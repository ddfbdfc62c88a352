//! Document store for the publishing service.
//!
//! Record types for information documents, repositories, survey questions,
//! and dataset proposals, the traits a backend implements, and two backends:
//! an in-memory store for development and tests, and a MongoDB store
//! (feature `mongo`).

pub mod conformance;
mod error;
mod memory;
#[cfg(feature = "mongo")]
mod mongo;
mod record;
mod traits;

pub use error::StorageError;
pub use memory::{MemoryStore, SeedData};
#[cfg(feature = "mongo")]
pub use mongo::{MongoConfig, MongoStore};
pub use record::{
    Contributor, DatasetProposalRecord, FileLocation, InfoRecord, ProposalKey, ProposalStatus,
    QuestionRecord, RepositoryRecord, SurveyAnswer, UnknownStatus,
};
pub use traits::{InfoStore, ProposalStore, PublishingStore, QuestionStore, RepositoryStore};
//! The dataset proposal state machine.
//!
//! ```text
//!            Submit             Accept
//!   DRAFT ───────────▶ SUBMITTED ──────▶ ACCEPTED
//!                        │   │
//!               Withdraw │   │ Reject
//!                        ▼   ▼
//!                WITHDRAWN   REJECTED
//! ```
//!
//! WITHDRAWN, ACCEPTED and REJECTED are terminal. Create produces DRAFT and
//! Update keeps DRAFT; neither is a [`Transition`].

use std::collections::BTreeSet;
use std::fmt;

use publishing_storage::{DatasetProposalRecord, ProposalStatus, SurveyAnswer};

/// A status-changing operation on a proposal.
#[derive(Debug, Clone, Copy, PartialEq, Eq, Hash)]
pub enum Transition {
    Submit,
    Withdraw,
    Accept,
    Reject,
}

impl Transition {
    pub const ALL: [Transition; 4] = [
        Transition::Submit,
        Transition::Withdraw,
        Transition::Accept,
        Transition::Reject,
    ];

    /// The only status this transition may start from.
    pub fn from(&self) -> ProposalStatus {
        match self {
            Transition::Submit => ProposalStatus::Draft,
            Transition::Withdraw | Transition::Accept | Transition::Reject => {
                ProposalStatus::Submitted
            }
        }
    }

    pub fn to(&self) -> ProposalStatus {
        match self {
            Transition::Submit => ProposalStatus::Submitted,
            Transition::Withdraw => ProposalStatus::Withdrawn,
            Transition::Accept => ProposalStatus::Accepted,
            Transition::Reject => ProposalStatus::Rejected,
        }
    }

    pub fn operation(&self) -> &'static str {
        match self {
            Transition::Submit => "submit dataset proposal",
            Transition::Withdraw => "withdraw dataset proposal",
            Transition::Accept => "accept dataset proposal",
            Transition::Reject => "reject dataset proposal",
        }
    }

    /// The transition leading from `from` to `to`, if the state machine has one.
    pub fn between(from: ProposalStatus, to: ProposalStatus) -> Option<Transition> {
        Transition::ALL
            .into_iter()
            .find(|t| t.from() == from && t.to() == to)
    }

    /// Move `record` to the target status at time `now`.
    ///
    /// The transition's own timestamp is written only if it is still zero.
    /// The caller has already checked `record.proposal_status == self.from()`.
    pub fn apply(&self, record: &mut DatasetProposalRecord, now: i64) {
        record.proposal_status = self.to();
        record.updated_at = now;
        let stamp = match self {
            Transition::Submit => &mut record.submitted_at,
            Transition::Withdraw => &mut record.withdrawn_at,
            Transition::Accept => &mut record.accepted_at,
            Transition::Reject => &mut record.rejected_at,
        };
        if *stamp == 0 {
            *stamp = now;
        }
    }
}

impl fmt::Display for Transition {
    fn fmt(&self, f: &mut fmt::Formatter<'_>) -> fmt::Result {
        write!(f, "{} -> {}", self.from(), self.to())
    }
}

/// Required question ids with no answer in `survey`, in repository order.
pub fn missing_questions(required: &[i64], survey: &[SurveyAnswer]) -> Vec<i64> {
    let answered: BTreeSet<i64> = survey.iter().map(|a| a.question_id).collect();
    let mut seen = BTreeSet::new();
    required
        .iter()
        .copied()
        .filter(|id| !answered.contains(id) && seen.insert(*id))
        .collect()
}

#[cfg(test)]
mod tests {
    use super::*;

    fn answer(id: i64) -> SurveyAnswer {
        SurveyAnswer {
            question_id: id,
            response: "yes".to_string(),
        }
    }

    #[test]
    fn only_table_edges_exist() {
        use ProposalStatus::*;
        for from in ProposalStatus::ALL {
            for to in ProposalStatus::ALL {
                let allowed = matches!(
                    (from, to),
                    (Draft, Submitted)
                        | (Submitted, Withdrawn)
                        | (Submitted, Accepted)
                        | (Submitted, Rejected)
                );
                assert_eq!(Transition::between(from, to).is_some(), allowed, "{from} -> {to}");
            }
        }
    }

    #[test]
    fn terminal_states_have_no_exit() {
        for status in [
            ProposalStatus::Withdrawn,
            ProposalStatus::Accepted,
            ProposalStatus::Rejected,
        ] {
            assert!(Transition::ALL.iter().all(|t| t.from() != status));
        }
    }

    #[test]
    fn apply_sets_status_and_timestamps() {
        let mut record = DatasetProposalRecord {
            updated_at: 10,
            ..Default::default()
        };
        Transition::Submit.apply(&mut record, 20);
        assert_eq!(record.proposal_status, ProposalStatus::Submitted);
        assert_eq!(record.submitted_at, 20);
        assert_eq!(record.updated_at, 20);

        Transition::Withdraw.apply(&mut record, 30);
        assert_eq!(record.proposal_status, ProposalStatus::Withdrawn);
        assert_eq!(record.submitted_at, 20);
        assert_eq!(record.withdrawn_at, 30);
    }

    #[test]
    fn apply_never_rewrites_a_transition_timestamp() {
        let mut record = DatasetProposalRecord {
            submitted_at: 5,
            ..Default::default()
        };
        Transition::Submit.apply(&mut record, 50);
        assert_eq!(record.submitted_at, 5);
        assert_eq!(record.updated_at, 50);
    }

    #[test]
    fn missing_questions_in_repository_order() {
        let missing = missing_questions(&[3, 1, 2, 3], &[answer(1)]);
        assert_eq!(missing, vec![3, 2]);
        assert!(missing_questions(&[1, 2], &[answer(2), answer(1)]).is_empty());
        assert!(missing_questions(&[], &[]).is_empty());
    }
}
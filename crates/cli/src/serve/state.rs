//! Application state shared across request handlers.

use std::future::Future;
use std::time::Duration;

use publishing_service::{PublishingService, ServiceError};

use super::error::ApiError;

pub(crate) struct AppState {
    pub(crate) service: PublishingService,
    /// Optional API key for authentication. None = no auth required.
    pub(crate) api_key: Option<String>,
    request_timeout: Duration,
}

impl AppState {
    pub(crate) fn new(
        service: PublishingService,
        api_key: Option<String>,
        request_timeout: Duration,
    ) -> Self {
        Self {
            service,
            api_key,
            request_timeout,
        }
    }

    /// Run one service operation under the request deadline.
    pub(crate) async fn within<T, F>(&self, operation: &'static str, call: F) -> Result<T, ApiError>
    where
        F: Future<Output = Result<T, ServiceError>>,
    {
        match tokio::time::timeout(self.request_timeout, call).await {
            Ok(result) => result.map_err(ApiError::from),
            Err(_) => Err(ApiError::from(ServiceError::Timeout { operation })),
        }
    }
}
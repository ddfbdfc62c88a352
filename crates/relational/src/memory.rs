//! In-process relational store for development and tests.
//!
//! Provisioning works on a staged copy of the directory and only swaps it in
//! once every step succeeds, so a failure at any step leaves no trace.

use std::collections::BTreeSet;

use async_trait::async_trait;
use publishing_storage::{DatasetProposalRecord, RepositoryRecord};
use serde::Deserialize;
use tokio::sync::RwLock;
use tracing::{debug, info};
use uuid::Uuid;

use crate::error::{ProvisionStep, RelationalError};
use crate::record::{CreatedDataset, Dataset, Organization, Publisher, User};
use crate::traits::RelationalStore;

/// Initial contents for a [`MemoryDirectory`].
#[derive(Debug, Clone, Default, Deserialize)]
#[serde(default)]
pub struct DirectorySeed {
    pub users: Vec<User>,
    pub organizations: Vec<Organization>,
    pub publishers: Vec<Publisher>,
    /// Organization that receives datasets for accepted proposals.
    pub publishing_organization_id: i64,
    pub welcome_workspace_slug: String,
}

/// A dataset contributor row.
#[derive(Debug, Clone, PartialEq, Eq)]
pub struct ContributorRow {
    pub id: i64,
    pub user_id: i64,
}

#[derive(Debug, Clone, Default)]
struct Directory {
    users: Vec<User>,
    organizations: Vec<Organization>,
    publishers: Vec<Publisher>,
    memberships: BTreeSet<(i64, i64)>,
    datasets: Vec<Dataset>,
    contributors: Vec<ContributorRow>,
    dataset_contributors: BTreeSet<(i64, i64)>,
    dataset_owners: BTreeSet<(i64, i64)>,
    next_id: i64,
}

impl Directory {
    fn allocate_id(&mut self) -> i64 {
        self.next_id += 1;
        self.next_id
    }
}

pub struct MemoryDirectory {
    inner: RwLock<Directory>,
    publishing_organization_id: i64,
    welcome_slug: String,
    fail_at: RwLock<Option<ProvisionStep>>,
}

impl MemoryDirectory {
    pub fn new(seed: DirectorySeed) -> Self {
        Self {
            inner: RwLock::new(Directory {
                users: seed.users,
                organizations: seed.organizations,
                publishers: seed.publishers,
                ..Default::default()
            }),
            publishing_organization_id: seed.publishing_organization_id,
            welcome_slug: seed.welcome_workspace_slug,
            fail_at: RwLock::new(None),
        }
    }

    /// Make the next provisioning runs fail at `step`. `None` clears it.
    pub async fn fail_at(&self, step: Option<ProvisionStep>) {
        *self.fail_at.write().await = step;
    }

    pub async fn datasets(&self) -> Vec<Dataset> {
        self.inner.read().await.datasets.clone()
    }

    pub async fn is_member(&self, organization_id: i64, user_id: i64) -> bool {
        self.inner
            .read()
            .await
            .memberships
            .contains(&(organization_id, user_id))
    }

    pub async fn is_owner(&self, dataset_id: i64, user_id: i64) -> bool {
        self.inner
            .read()
            .await
            .dataset_owners
            .contains(&(dataset_id, user_id))
    }

    pub async fn contributors(&self) -> Vec<ContributorRow> {
        self.inner.read().await.contributors.clone()
    }

    fn organization_by<'a>(
        dir: &'a Directory,
        pred: impl Fn(&Organization) -> bool,
    ) -> Option<&'a Organization> {
        dir.organizations.iter().find(|&o| pred(o))
    }

    fn provision(
        &self,
        staged: &mut Directory,
        proposal: &DatasetProposalRecord,
        fail_at: Option<ProvisionStep>,
    ) -> Result<CreatedDataset, RelationalError> {
        let check = |step: ProvisionStep| -> Result<(), RelationalError> {
            if fail_at == Some(step) {
                return Err(RelationalError::step(step, "injected failure"));
            }
            Ok(())
        };

        check(ProvisionStep::ResolveUser)?;
        let user = staged
            .users
            .iter()
            .find(|u| u.id == proposal.user_id)
            .cloned()
            .ok_or_else(|| {
                RelationalError::step(
                    ProvisionStep::ResolveUser,
                    format!("user {} does not exist", proposal.user_id),
                )
            })?;

        check(ProvisionStep::ResolveOrganization)?;
        let organization =
            Self::organization_by(staged, |o| o.id == self.publishing_organization_id)
                .cloned()
                .ok_or_else(|| {
                    RelationalError::step(
                        ProvisionStep::ResolveOrganization,
                        format!(
                            "organization {} does not exist",
                            self.publishing_organization_id
                        ),
                    )
                })?;

        check(ProvisionStep::AddGuestMembership)?;
        staged.memberships.insert((organization.id, user.id));

        check(ProvisionStep::ResolveDatasetStatus)?;
        check(ProvisionStep::ResolveDataUseAgreement)?;

        check(ProvisionStep::CreateDataset)?;
        let dataset = Dataset {
            id: staged.allocate_id(),
            node_id: format!("N:dataset:{}", Uuid::new_v4()),
            name: proposal.name.clone(),
        };
        staged.datasets.push(dataset.clone());

        check(ProvisionStep::AddContributor)?;
        let contributor_id = match staged.contributors.iter().find(|c| c.user_id == user.id) {
            Some(existing) => existing.id,
            None => {
                let id = staged.allocate_id();
                staged.contributors.push(ContributorRow {
                    id,
                    user_id: user.id,
                });
                id
            }
        };

        check(ProvisionStep::AttachContributor)?;
        staged
            .dataset_contributors
            .insert((dataset.id, contributor_id));

        check(ProvisionStep::AddOwner)?;
        staged.dataset_owners.insert((dataset.id, user.id));

        Ok(CreatedDataset {
            user,
            organization,
            dataset,
        })
    }
}

#[async_trait]
impl RelationalStore for MemoryDirectory {
    async fn get_proposal_user(&self, user_id: i64) -> Result<User, RelationalError> {
        self.inner
            .read()
            .await
            .users
            .iter()
            .find(|u| u.id == user_id)
            .cloned()
            .ok_or(RelationalError::UserNotFound { user_id })
    }

    async fn get_repository_workspace(
        &self,
        repository: &RepositoryRecord,
    ) -> Result<Organization, RelationalError> {
        let inner = self.inner.read().await;
        Self::organization_by(&inner, |o| o.node_id == repository.organization_node_id)
            .cloned()
            .ok_or_else(|| RelationalError::OrganizationNotFound {
                key: repository.organization_node_id.clone(),
            })
    }

    async fn get_publishing_team(
        &self,
        repository: &RepositoryRecord,
    ) -> Result<Vec<Publisher>, RelationalError> {
        Ok(self
            .inner
            .read()
            .await
            .publishers
            .iter()
            .filter(|p| p.workspace_node_id == repository.organization_node_id)
            .cloned()
            .collect())
    }

    async fn get_welcome_workspace(&self) -> Result<Organization, RelationalError> {
        let inner = self.inner.read().await;
        Self::organization_by(&inner, |o| o.slug == self.welcome_slug)
            .cloned()
            .ok_or_else(|| RelationalError::OrganizationNotFound {
                key: self.welcome_slug.clone(),
            })
    }

    async fn create_dataset_for_accepted_proposal(
        &self,
        proposal: &DatasetProposalRecord,
    ) -> Result<CreatedDataset, RelationalError> {
        let fail_at = *self.fail_at.read().await;
        let mut inner = self.inner.write().await;
        let mut staged = inner.clone();

        let created = self.provision(&mut staged, proposal, fail_at)?;
        debug!(dataset_id = created.dataset.id, "staged dataset provisioning");

        *inner = staged;
        info!(
            user_id = created.user.id,
            dataset_node_id = %created.dataset.node_id,
            "provisioned dataset for accepted proposal"
        );
        Ok(created)
    }
}
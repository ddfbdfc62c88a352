use async_trait::async_trait;

use crate::error::StorageError;
use crate::record::{
    DatasetProposalRecord, InfoRecord, ProposalKey, ProposalStatus, QuestionRecord,
    RepositoryRecord,
};

/// Read access to general publishing information documents.
#[async_trait]
pub trait InfoStore: Send + Sync + 'static {
    /// All information documents, in no particular order.
    async fn get_publishing_info(&self) -> Result<Vec<InfoRecord>, StorageError>;
}

/// Read access to publishing repositories.
#[async_trait]
pub trait RepositoryStore: Send + Sync + 'static {
    /// All repositories, in no particular order.
    async fn get_repositories(&self) -> Result<Vec<RepositoryRecord>, StorageError>;

    /// The repository backed by the organization with `organization_node_id`.
    ///
    /// Returns `Err(StorageError::NotFound)` when no repository matches and
    /// `Err(StorageError::Ambiguous)` when more than one does.
    async fn get_repository(
        &self,
        organization_node_id: &str,
    ) -> Result<RepositoryRecord, StorageError>;
}

/// Read access to survey questions.
#[async_trait]
pub trait QuestionStore: Send + Sync + 'static {
    async fn get_questions(&self) -> Result<Vec<QuestionRecord>, StorageError>;
}

/// Durable storage for dataset proposals.
///
/// ## Keys and indexes
///
/// A proposal is identified by `(user_id, node_id)`. Workspace-scoped
/// queries go through the `(organization_node_id, proposal_status)` and
/// `(repository_id, proposal_status)` indexes.
///
/// ## Conditional writes
///
/// [`ProposalStore::update_dataset_proposal_if`] replaces a record only when
/// the stored status still equals `expected`. Two callers racing the same
/// transition therefore cannot both succeed: the loser receives
/// `Err(StorageError::Conflict)`.
#[async_trait]
pub trait ProposalStore: Send + Sync + 'static {
    /// Fetch a single proposal by primary key.
    ///
    /// Returns `Err(StorageError::NotFound)` if no record exists.
    async fn get_dataset_proposal(
        &self,
        user_id: i64,
        node_id: &str,
    ) -> Result<DatasetProposalRecord, StorageError>;

    /// All proposals owned by `user_id`, regardless of status.
    async fn get_dataset_proposals_for_user(
        &self,
        user_id: i64,
    ) -> Result<Vec<DatasetProposalRecord>, StorageError>;

    /// All proposals targeting the workspace `organization_node_id` that are
    /// currently in `status`.
    async fn get_dataset_proposals_for_workspace(
        &self,
        organization_node_id: &str,
        status: ProposalStatus,
    ) -> Result<Vec<DatasetProposalRecord>, StorageError>;

    /// The single proposal with `node_id` submitted to `repository_id` that is
    /// currently in `status`.
    ///
    /// Returns `Err(StorageError::NotFound)` when nothing matches and
    /// `Err(StorageError::Ambiguous)` when more than one record does.
    async fn get_dataset_proposal_for_repository(
        &self,
        repository_id: i64,
        status: ProposalStatus,
        node_id: &str,
    ) -> Result<DatasetProposalRecord, StorageError>;

    /// Insert a new proposal.
    ///
    /// Returns `Err(StorageError::AlreadyExists)` if the key is taken.
    async fn create_dataset_proposal(
        &self,
        record: &DatasetProposalRecord,
    ) -> Result<(), StorageError>;

    /// Unconditionally replace an existing proposal.
    ///
    /// Returns `Err(StorageError::NotFound)` if no record has this key.
    async fn update_dataset_proposal(
        &self,
        record: &DatasetProposalRecord,
    ) -> Result<(), StorageError>;

    /// Replace an existing proposal only if its stored status is `expected`.
    ///
    /// Returns `Err(StorageError::NotFound)` if the record is gone and
    /// `Err(StorageError::Conflict)` if its status has moved on.
    async fn update_dataset_proposal_if(
        &self,
        record: &DatasetProposalRecord,
        expected: ProposalStatus,
    ) -> Result<(), StorageError>;

    /// Delete a proposal. Deleting a missing key is not an error.
    async fn delete_dataset_proposal(&self, key: &ProposalKey) -> Result<(), StorageError>;
}

/// Every collection the publishing service reads or writes.
///
/// Blanket-implemented for any type implementing the four collection traits,
/// so a backend only implements those and can be shared as
/// `Arc<dyn PublishingStore>`.
pub trait PublishingStore: InfoStore + RepositoryStore + QuestionStore + ProposalStore {}

impl<T> PublishingStore for T where T: InfoStore + RepositoryStore + QuestionStore + ProposalStore {}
#####
Copy out every line of the listing that includes the string "tokio".

Expected answer
        match tokio::time::timeout(self.request_timeout, call).await {
use tokio::sync::RwLock;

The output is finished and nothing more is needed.